Les autorités arbitrent aussi le niveau de reporting exigé, fréquence, granularité, format, et canaux de transmission. Pour les banques, l’empilement des reportings est un sujet structurel, car il mobilise des équipes, impose des transformations de données, et multiplie les points d’audit. Les agences peuvent choisir d’aligner ces obligations sur les flux existants, ou de créer des canaux dédiés, ce qui alourdit mécaniquement la charge. À ce stade, la coordination inter-agences devient déterminante, car une divergence de standards entre régulateurs accroît le risque de doublons.
Un autre arbitrage touche à la supervision, audits réguliers, contrôles sur place, exigences de tests, obligations de documentation. Les acteurs régulés attendent des règles compatibles avec des cycles d’audit réalistes et des ressources disponibles. Les agences doivent également réfléchir à la capacité des superviseurs à contrôler des systèmes techniques, dont la complexité varie selon les solutions retenues. La question n’est pas seulement la règle, mais la manière dont elle sera vérifiée dans la durée.

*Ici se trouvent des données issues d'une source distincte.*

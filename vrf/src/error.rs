use thiserror::Error;

/// Rejection reasons for ECVRF verification. None of them is transient:
/// the same proof will be rejected again.
#[derive(Debug, Clone, Copy, PartialEq, Eq, Error)]
pub enum VrfError {
    #[error("point is not on the secp256k1 curve")]
    InvalidCurvePoint,

    #[error("ECVRF proof digest does not match")]
    InvalidECVRFProofDigest,

    #[error("alpha does not match the expected seed")]
    InvalidAlphaValue,

    #[error("scalar is not reduced")]
    ScalarNotReduced,

    #[error("genesis alpha already seeded for this receiver")]
    GenesisAlreadySeeded,
}
//! The multisig wallet state machine.
//!
//! A wallet is created uninitialised, initialised exactly once with a sorted
//! signer list, and from then on only changes through
//! [`MultisigWallet::execute_transaction`] (nonce, self-call commands) and
//! [`MultisigWallet::transfer_role`]. Every mutating operation validates
//! completely before touching state, so a rejected call leaves the wallet
//! exactly as it was.

use crate::command::WalletCommand;
use crate::config::MultisigConfig;
use crate::error::MultisigError;
use crate::permission::{Permission, RoleRecord};
use crate::transaction::PackedTransaction;
use alloy_primitives::{Address, U256};
use orochi_crypto::{eth_signed_message_hash, recover_signer};
use orochi_types::Timestamp;
use serde::{Deserialize, Serialize};
use std::collections::BTreeMap;
use tracing::{debug, info};

/// An external call approved by the signers.
#[derive(Clone, Debug, PartialEq, Eq)]
pub struct Call {
    pub target: Address,
    pub value: U256,
    pub data: Vec<u8>,
}

/// Performs approved external calls on behalf of a wallet.
pub trait CallExecutor {
    /// Run `call` from `wallet`, returning the call's output.
    fn execute(&self, wallet: Address, call: &Call) -> Result<Vec<u8>, String>;
}

/// What a successful execution did.
#[derive(Clone, Debug, PartialEq, Eq)]
pub struct ExecutionReceipt {
    /// The nonce the transaction consumed.
    pub nonce: U256,
    pub target: Address,
    pub value: U256,
    /// Active voters counted towards the threshold.
    pub votes: u64,
    /// Set for self-calls.
    pub command: Option<WalletCommand>,
    /// Output of an external call; empty for self-calls.
    pub output: Vec<u8>,
}

#[derive(Clone, Copy, Debug, PartialEq, Eq, Serialize, Deserialize)]
pub struct WalletMetadata {
    pub total_signer: u64,
    pub threshold: u64,
    pub secured_timeout: u64,
    pub nonce: U256,
}

#[derive(Clone, Debug)]
pub struct MultisigWallet {
    address: Address,
    chain_id: U256,
    config: MultisigConfig,
    initialized: bool,
    roles: BTreeMap<Address, RoleRecord>,
    total_signer: u64,
    threshold: u64,
    secured_timeout: u64,
    nonce: U256,
}

impl MultisigWallet {
    pub fn new(address: Address, chain_id: U256, config: MultisigConfig) -> Self {
        let secured_timeout = config.secured_timeout_secs;
        Self {
            address,
            chain_id,
            config,
            initialized: false,
            roles: BTreeMap::new(),
            total_signer: 0,
            threshold: 0,
            secured_timeout,
            nonce: U256::ZERO,
        }
    }

    /// One-time setup. `users` must be strictly ascending.
    pub fn init(&mut self, users: &[Address], roles: &[u8], threshold: u64) -> Result<(), MultisigError> {
        if self.initialized {
            return Err(MultisigError::OnlyAbleToInitOnce);
        }
        if users.len() != roles.len() {
            return Err(MultisigError::UserRoleLengthMismatch {
                users: users.len(),
                roles: roles.len(),
            });
        }
        if let Some(i) = first_unordered(users) {
            return Err(MultisigError::UserDuplicatedOrWrongOrder(i));
        }

        let permissions = roles
            .iter()
            .map(|&bits| Permission::from_role_bits(bits))
            .collect::<Result<Vec<_>, _>>()?;
        if !permissions.iter().any(|p| p.contains(Permission::CREATE)) {
            return Err(MultisigError::ProofNoCreator);
        }
        let total_signer = permissions
            .iter()
            .filter(|p| p.contains(Permission::VOTE))
            .count() as u64;
        check_threshold(threshold, total_signer)?;

        self.roles = users
            .iter()
            .zip(permissions)
            .enumerate()
            .map(|(index, (&user, permission))| {
                let record = RoleRecord {
                    index: index as u32,
                    permission,
                    active_time: Timestamp::EPOCH,
                };
                (user, record)
            })
            .collect();
        self.total_signer = total_signer;
        self.threshold = threshold;
        self.initialized = true;

        info!(
            wallet = %self.address,
            users = users.len(),
            total_signer,
            threshold,
            "wallet initialised"
        );
        Ok(())
    }

    /// Pack a transaction at the current nonce for signers to vote on.
    pub fn encode_transaction(
        &self,
        timeout: u64,
        target: Address,
        value: U256,
        data: Vec<u8>,
        now: Timestamp,
    ) -> Result<Vec<u8>, MultisigError> {
        if timeout < self.config.min_voting_timeout_secs {
            return Err(MultisigError::InsecuredTimeout {
                got: timeout,
                min: self.config.min_voting_timeout_secs,
            });
        }
        let tx = PackedTransaction {
            chain_id: self.chain_id,
            voting_deadline: now.saturating_add(timeout),
            nonce: self.nonce,
            current_block_time: now,
            target,
            value,
            wallet_address: self.address,
            data,
        };
        Ok(tx.encode())
    }

    /// Validate a signed transaction and run it.
    ///
    /// `signatures` are the co-signers' EIP-191 signatures over `message`,
    /// ordered by strictly ascending signer address. The nonce advances only
    /// when every check and the call itself succeed.
    pub fn execute_transaction<S: AsRef<[u8]>>(
        &mut self,
        creator_signature: &[u8],
        signatures: &[S],
        message: &[u8],
        now: Timestamp,
        executor: &dyn CallExecutor,
    ) -> Result<ExecutionReceipt, MultisigError> {
        if !self.initialized {
            return Err(MultisigError::NotInitialized);
        }
        let tx = PackedTransaction::decode(message)?;

        if tx.chain_id != self.chain_id {
            debug!(wallet = %self.address, got = %tx.chain_id, "chain id mismatch");
            return Err(MultisigError::ProofChainIdMismatch {
                expected: self.chain_id,
                got: tx.chain_id,
            });
        }
        if tx.wallet_address != self.address {
            debug!(wallet = %self.address, got = %tx.wallet_address, "wallet address mismatch");
            return Err(MultisigError::ProofWalletMismatch {
                expected: self.address,
                got: tx.wallet_address,
            });
        }
        if tx.nonce != self.nonce {
            debug!(wallet = %self.address, expected = %self.nonce, got = %tx.nonce, "nonce mismatch");
            return Err(MultisigError::ProofInvalidNonce {
                expected: self.nonce,
                got: tx.nonce,
            });
        }
        if now > tx.voting_deadline {
            debug!(wallet = %self.address, deadline = %tx.voting_deadline, %now, "voting window closed");
            return Err(MultisigError::ProofExpired {
                deadline: tx.voting_deadline,
                now,
            });
        }

        let digest = eth_signed_message_hash(message);
        let creator = recover_signer(&digest, creator_signature)?;
        if !self.is_active_permission(&creator, Permission::CREATE, now) {
            debug!(wallet = %self.address, %creator, "creator lacks active create permission");
            return Err(MultisigError::InvalidPermission(creator));
        }

        let votes = self.count_votes(&digest, signatures, now)?;
        if votes < self.threshold {
            debug!(wallet = %self.address, votes, threshold = self.threshold, "threshold not passed");
            return Err(MultisigError::ThresholdNotPassed {
                have: votes,
                need: self.threshold,
            });
        }

        let (command, output) = if tx.is_self_call() {
            let command = WalletCommand::decode(&tx.data)?;
            self.apply_command(command)?;
            (Some(command), Vec::new())
        } else {
            let call = Call {
                target: tx.target,
                value: tx.value,
                data: tx.data,
            };
            let output = executor
                .execute(self.address, &call)
                .map_err(MultisigError::ExecutionFailed)?;
            (None, output)
        };

        let consumed = self.nonce;
        self.nonce += U256::from(1u8);
        info!(
            wallet = %self.address,
            nonce = %consumed,
            target = %tx.target,
            votes,
            "transaction executed"
        );

        Ok(ExecutionReceipt {
            nonce: consumed,
            target: tx.target,
            value: tx.value,
            votes,
            command,
            output,
        })
    }

    /// Hand the caller's slot to `new_holder`.
    ///
    /// The caller loses every permission at once; the receiver's permissions
    /// activate after the secured timeout.
    pub fn transfer_role(
        &mut self,
        caller: Address,
        new_holder: Address,
        now: Timestamp,
    ) -> Result<(), MultisigError> {
        if !self.initialized {
            return Err(MultisigError::NotInitialized);
        }
        if !self.roles.contains_key(&caller) {
            return Err(MultisigError::OnlyUserAllowed);
        }
        if new_holder.is_zero() || self.roles.contains_key(&new_holder) {
            return Err(MultisigError::InvalidReceiver(new_holder));
        }

        let Some(record) = self.roles.remove(&caller) else {
            return Err(MultisigError::OnlyUserAllowed);
        };
        let active_time = now.saturating_add(self.secured_timeout);
        self.roles.insert(
            new_holder,
            RoleRecord {
                active_time,
                ..record
            },
        );

        info!(
            wallet = %self.address,
            from = %caller,
            to = %new_holder,
            %active_time,
            "role transferred"
        );
        Ok(())
    }

    /// Signer count, threshold, secured timeout and nonce.
    pub fn metadata(&self) -> WalletMetadata {
        WalletMetadata {
            total_signer: self.total_signer,
            threshold: self.threshold,
            secured_timeout: self.secured_timeout,
            nonce: self.nonce,
        }
    }

    /// Every slot holder in ascending address order.
    pub fn users(&self) -> Vec<(Address, RoleRecord)> {
        self.roles.iter().map(|(a, r)| (*a, *r)).collect()
    }

    /// The slot held by `user`, pending or active.
    pub fn role_of(&self, user: &Address) -> Option<&RoleRecord> {
        self.roles.get(user)
    }

    /// Whether `user` holds a slot at all.
    pub fn is_user(&self, user: &Address) -> bool {
        self.roles.contains_key(user)
    }

    /// Whether `user` holds a slot whose activation time has passed.
    pub fn is_active_user(&self, user: &Address, now: Timestamp) -> bool {
        self.roles.get(user).is_some_and(|r| r.is_active(now))
    }

    /// Whether `user` holds an active slot carrying every bit of `permission`.
    pub fn is_active_permission(&self, user: &Address, permission: Permission, now: Timestamp) -> bool {
        self.roles
            .get(user)
            .is_some_and(|r| r.has_active(permission, now))
    }

    /// The nonce the next transaction must carry.
    pub fn nonce(&self) -> U256 {
        self.nonce
    }

    /// The wallet address bound into every transaction.
    pub fn address(&self) -> Address {
        self.address
    }

    /// The chain id bound into every transaction.
    pub fn chain_id(&self) -> U256 {
        self.chain_id
    }

    /// Whether [`MultisigWallet::init`] has succeeded.
    pub fn is_initialized(&self) -> bool {
        self.initialized
    }

    /// Timeouts this wallet enforces.
    pub fn config(&self) -> &MultisigConfig {
        &self.config
    }

    /// Count active voters among `signatures`, which must recover to
    /// strictly ascending addresses.
    fn count_votes<S: AsRef<[u8]>>(
        &self,
        digest: &alloy_primitives::B256,
        signatures: &[S],
        now: Timestamp,
    ) -> Result<u64, MultisigError> {
        let mut previous: Option<Address> = None;
        let mut votes = 0u64;
        for (i, signature) in signatures.iter().enumerate() {
            let signer = recover_signer(digest, signature.as_ref())?;
            if previous.is_some_and(|p| signer <= p) {
                debug!(wallet = %self.address, index = i, %signer, "co-signers out of order");
                return Err(MultisigError::UserDuplicatedOrWrongOrder(i));
            }
            previous = Some(signer);

            if self.is_active_permission(&signer, Permission::VOTE, now) {
                votes += 1;
            } else {
                debug!(wallet = %self.address, %signer, "skipping signer without active vote");
            }
        }
        Ok(votes)
    }

    fn apply_command(&mut self, command: WalletCommand) -> Result<(), MultisigError> {
        match command {
            WalletCommand::UpdateThreshold(threshold) => {
                check_threshold(threshold, self.total_signer)?;
                self.threshold = threshold;
            }
            WalletCommand::UpdateSecuredTimeout(secs) => {
                if secs < self.config.min_voting_timeout_secs {
                    return Err(MultisigError::InsecuredTimeout {
                        got: secs,
                        min: self.config.min_voting_timeout_secs,
                    });
                }
                self.secured_timeout = secs;
            }
        }
        info!(wallet = %self.address, ?command, "wallet command applied");
        Ok(())
    }
}

fn check_threshold(threshold: u64, total_signer: u64) -> Result<(), MultisigError> {
    if threshold == 0 || threshold > total_signer {
        return Err(MultisigError::InvalidThreshold {
            threshold,
            total_signer,
        });
    }
    Ok(())
}

/// Index of the first element not strictly greater than its predecessor.
fn first_unordered(users: &[Address]) -> Option<usize> {
    users
        .windows(2)
        .position(|pair| pair[0] >= pair[1])
        .map(|i| i + 1)
}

Les discussions portent aussi sur les mécanismes de gestion des incidents, notification, délai, contenu, obligations de remédiation. Dans la finance, l’obligation de signalement peut être un outil de transparence, mais elle peut aussi générer des effets de réputation et de marché. Les établissements souhaitent des règles homogènes, qui évitent des obligations incompatibles entre incidents de cybersécurité, incidents opérationnels et événements propres aux actifs numériques.
Enfin, l’arbitrage porte sur la compatibilité avec le droit existant, et sur la solidité juridique des textes. Les régulateurs cherchent à éviter des règles faciles à attaquer devant les tribunaux pour excès de pouvoir, insuffisance de justification ou contradiction interne. Cette prudence explique une partie des délais, car chaque formulation doit être défendable. Pour le secteur, un texte plus lent mais juridiquement robuste peut réduire les risques de revirements, à condition que la trajectoire de publication redevienne lisible.
Les prochaines étapes attendues en 2026 par le secteur financier
Pour les acteurs de marché, le point central est la visibilité sur les prochaines étapes en 2026. Après un premier délai manqué, la séquence la plus probable reste celle d’une publication d’avant-projets, suivie d’une période de commentaires, puis d’une version révisée. Les banques préparent généralement des réponses structurées, en s’appuyant sur leurs équipes conformité, risques, IT et opérations. L’objectif est de documenter les impacts chiffrés, délais de mise en œuvre, investissements nécessaires, et points de fragilité potentiels.
Dans cette période, les associations professionnelles jouent un rôle clé. Elles agrègent les préoccupations des établissements, proposent des formulations alternatives et tentent d’obtenir des clarifications rapides. Les grandes banques disposent souvent de canaux directs de dialogue institutionnel, tandis que les acteurs de taille intermédiaire s’appuient davantage sur des contributions collectives. Cette asymétrie influence le contenu final, car les régulateurs reçoivent des volumes importants de retours et privilégient des propositions concrètes, assorties de justifications.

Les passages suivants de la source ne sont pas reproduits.